Piperacillin/tazobactam: a critical review of the evolving clinical literature

Abstract

Piperacillin/tazobactam is the most recently approved combination of a beta-lactam agent with an inhibitor of bacterial beta-lactamases. It has a broader spectrum than do preceding inhibitor-drug combinations, and it is generally more potent. In terms of clinical and microbiological outcomes, comparative studies have shown that piperacillin/tazobactam was comparable to imipenem (1.0 g q8h) and to clindamycin plus gentamicin for intraabdominal infections, to clindamycin plus gentamicin for infections of the skin and skin structures and pelvic tissues in women, and to ticarcillin/clavulanate for skin and soft-tissue infections.

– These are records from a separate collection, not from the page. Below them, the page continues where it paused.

impl<A: FaceAnalyzer, S: FaceStore> FaceService<A, S> {
    pub fn new(analyzer: A, store: S, annotator: Annotator, settings: ServiceSettings) -> Self {
        Self {
            analyzer,
            store,
            annotator,
            settings,
        }
    }

    pub fn settings(&self) -> &ServiceSettings {
        &self.settings
    }

    /// Annotate every face in `frame` with who it is. The input is not modified.
    pub fn predict_frame(&mut self, frame: &RgbImage) -> Result<RgbImage, ServiceError> {
        let mut out = frame.clone();
        let faces = self.analyzer.compute_embeddings(Some(frame));

        for face in &faces {
            let hit = self.store.search(&face.embedding)?;
            let (label, color) = prediction_label(&hit, self.settings.similarity_threshold);
            self.annotator
                .draw_face(&mut out, face.bbox, &label, color, PREDICT_BOX_THICKNESS);
        }

        Ok(out)
    }

    /// Highlight the face a registration would use; mark the rest as ignored.
    pub fn preview_frame(&mut self, frame: &RgbImage) -> RgbImage {
        let mut out = frame.clone();
        let faces = self.analyzer.compute_embeddings(Some(frame));

        let mut faces = faces.iter();
        if let Some(first) = faces.next() {
            self.annotator
                .draw_face(&mut out, first.bbox, "Face to Register", REGISTER_COLOR, PREVIEW_BOX_THICKNESS);
        }
        for other in faces {
            self.annotator
                .draw_face(&mut out, other.bbox, "Ignored", IGNORED_COLOR, PREVIEW_BOX_THICKNESS);
        }

        out
    }

    /// Register the first face of `snapshot` under `name`.
    pub fn register(&mut self, name: &str, snapshot: Option<&RgbImage>) -> Result<Outcome, ServiceError> {
        let Some(snapshot) = snapshot else {
            return Ok(Outcome::error("No image captured. Please ensure camera is active."));
        };

        let name = name.trim();
        if name.is_empty() {
            return Ok(Outcome::error("Name cannot be empty."));
        }

        if self.store.is_name_taken(name)? {
            return Ok(Outcome::error(format!("Name \"{name}\" is already registered.")));
        }

        let faces = self.analyzer.compute_embeddings(Some(snapshot));
        let Some(face) = faces.first() else {
            return Ok(Outcome::error("No face detected in the snapshot."));
        };

        let existing = self.store.search(&face.embedding)?;
        if existing.is_match {
            tracing::info!(name, existing = %existing.name, score = existing.score, "registration refused: face already known");
            return Ok(Outcome::error(format!(
                "This face seems already registered as \"{}\" (Similarity: {:.2}). Cannot re-register.",
                existing.name, existing.score
            )));
        }

        self.store.insert(name, &face.embedding)?;
        let total = self.store.count()?;
        tracing::info!(name, total, "registered face");

        Ok(Outcome::success(format!(
            "User \"{name}\" registered! Total registered faces: {total}."
        )))
    }

    /// Rename a record after checking the admin password.
    ///
    /// Renaming a name to itself is reported as an `Info` no-op before the
    /// new name is checked for collisions, so it never reads as "already exists".
    pub fn rename(&self, old_name: &str, new_name: &str, password: &str) -> Result<Outcome, ServiceError> {
        if old_name.is_empty() {
            return Ok(Outcome::error("Please select a name to rename."));
        }

        let new_name = new_name.trim();
        if new_name.is_empty() {
            return Ok(Outcome::error("New name cannot be empty."));
        }

        if !self.store.is_name_taken(old_name)? {
            return Ok(Outcome::error(format!("\"{old_name}\" not found (might have been deleted).")));
        }

        if old_name == new_name {
            return Ok(Outcome::info("New name is the same as the old name. No changes made."));
        }

        if self.store.is_name_taken(new_name)? {
            return Ok(Outcome::error(format!("Name \"{new_name}\" already exists.")));
        }

        if password != self.settings.admin_password {
            tracing::warn!(old_name, "rename refused: incorrect password");
            return Ok(Outcome::error("Incorrect password."));
        }

        if self.store.update_name(old_name, new_name)? {
            tracing::info!(old_name, new_name, "renamed face");
            Ok(Outcome::success(format!("Renamed \"{old_name}\" to \"{new_name}\".")))
        } else {
            Ok(Outcome::error(format!("Failed to rename \"{old_name}\" to \"{new_name}\".")))
        }
    }

    /// Delete a record after checking the admin password.
    pub fn delete(&self, name: &str, password: &str) -> Result<Outcome, ServiceError> {
        if name.is_empty() {
            return Ok(Outcome::error("Please select a name to delete."));
        }

        if !self.store.is_name_taken(name)? {
            return Ok(Outcome::error(format!("\"{name}\" not found (might have been deleted).")));
        }

        if password != self.settings.admin_password {
            tracing::warn!(name, "delete refused: incorrect password");
            return Ok(Outcome::error("Incorrect password."));
        }

        if self.store.delete(name)? {
            tracing::info!(name, "deleted face");
            Ok(Outcome::success(format!("Deleted \"{name}\".")))
        } else {
            Ok(Outcome::error(format!("Failed to delete \"{name}\".")))
        }
    }

    pub fn list_names(&self) -> Result<Vec<String>, ServiceError> {
        Ok(self.store.list_names()?)
    }

    pub fn count(&self) -> Result<u64, ServiceError> {
        Ok(self.store.count()?)
    }
}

Piperacillin/tazobactam was statistically superior to imipenem (0.5 g q8h) for intraabdominal infections, to ticarcillin/clavulanate for community-acquired lower respiratory tract infections, and to ceftazidime for nosocomial lower respiratory tract infections and febrile episodes in neutropenic patients. Adverse effects with piperacillin/tazobactam were generally of only mild-to-moderate severity. Piperacillin/tazobactam may be especially useful for the treatment of infections that are likely to be polymicrobial or to be due to any one of an array of aerobic or anaerobic bacteria; this agent may also be useful in situations where organisms with plasmid-mediated beta-lactamases have become problematic.